Went, key was handed in, modem was exchanged for a modern one, technicians there set it up, and I was told it was plug-and-play and I came back home to plug and (not play, but) work.
And all hell broke lose again. When I plugged, the phone line went. When I unplugged, the line came back again.
So I called GO customer care again (go on, count the number of times I’ve said I did that in this blog! I dare you!) and on explaining about what had happened, I was asked to wait and told (I couldn’t believe my ears) that a technician would be with me in my home very soon.
And he was. An affable chap who checked the cabinet of wires (Dr Caligari take note) and fixed something before turning up. And in his capable hands both my internet and my phone worked. Simultaneously, too! And he didn’t stop there. He stayed and waited till I tried all the tricks, the cable in the back of the Mac, the router… one by one, and they all (HALLELULJAH!) WORKED. He went the extra mile and checked the port to which my internet was connected, and found a glitch there. He contacted the engineer and had it rectified. He really deserved the mug of tea I prepared for him as he worked. Yes, I was, at that point, magnanimous enough to offer refreshments to representatives of a company I felt like dumping unceremoniously not many hours before and for two weeks before that.

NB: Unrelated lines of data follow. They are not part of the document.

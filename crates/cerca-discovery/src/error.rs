//! Discovery error types.

use cerca_core::error::CercaError;
use thiserror::Error;

#[derive(Debug, Error)]
pub enum DiscoveryError {
    #[error("viewer location out of range: ({latitude}, {longitude})")]
    InvalidViewer { latitude: f64, longitude: f64 },

    #[error("max_distance_km must be a positive number")]
    InvalidDistance,

    #[error("max_distance_km requires a viewer location")]
    DistanceWithoutViewer,
}

impl From<DiscoveryError> for CercaError {
    fn from(err: DiscoveryError) -> Self {
        CercaError::invalid_input(err.to_string())
    }
}
//! Wall-clock abstraction so ranking and availability are testable.

use chrono::{DateTime, Utc};

pub trait Clock: Send + Sync {
    fn now(&self) -> DateTime<Utc>;
}

#[derive(Debug, Clone, Copy, Default)]
pub struct SystemClock;

impl Clock for SystemClock {
    fn now(&self) -> DateTime<Utc> {
        Utc::now()
    }
}

/// A clock frozen at a single instant.
#[derive(Debug, Clone, Copy)]
pub struct FixedClock(pub DateTime<Utc>);

impl Clock for FixedClock {
    fn now(&self) -> DateTime<Utc> {
        self.0
    }
}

A happy ending? Doubt it’s a lived happily ever after situation. Not for as long as the infrastructure remains antediluvian. Not till fiberoptic solves my speed problem, and probably creates tragedies and the need for catharsis all its own.
But GO needs to take a good long look at itself. Some of its areas (not least its customer care) work well, but those bits of it that are old and tired define it, and mine is not the only story of gnashed teeth and abject frustration that I’ve heard.
Let me enjoy my internet in peace for as long as it’s there, and sing an occasional chorus from Handel’s magnum opus to ease the clenched, nervous stomach brought about by my trials and tribulations. It keeps on telling me something else will soon go wrong and I’ll be in a vacuum again, whirling in the dark nothingness of the unconnected.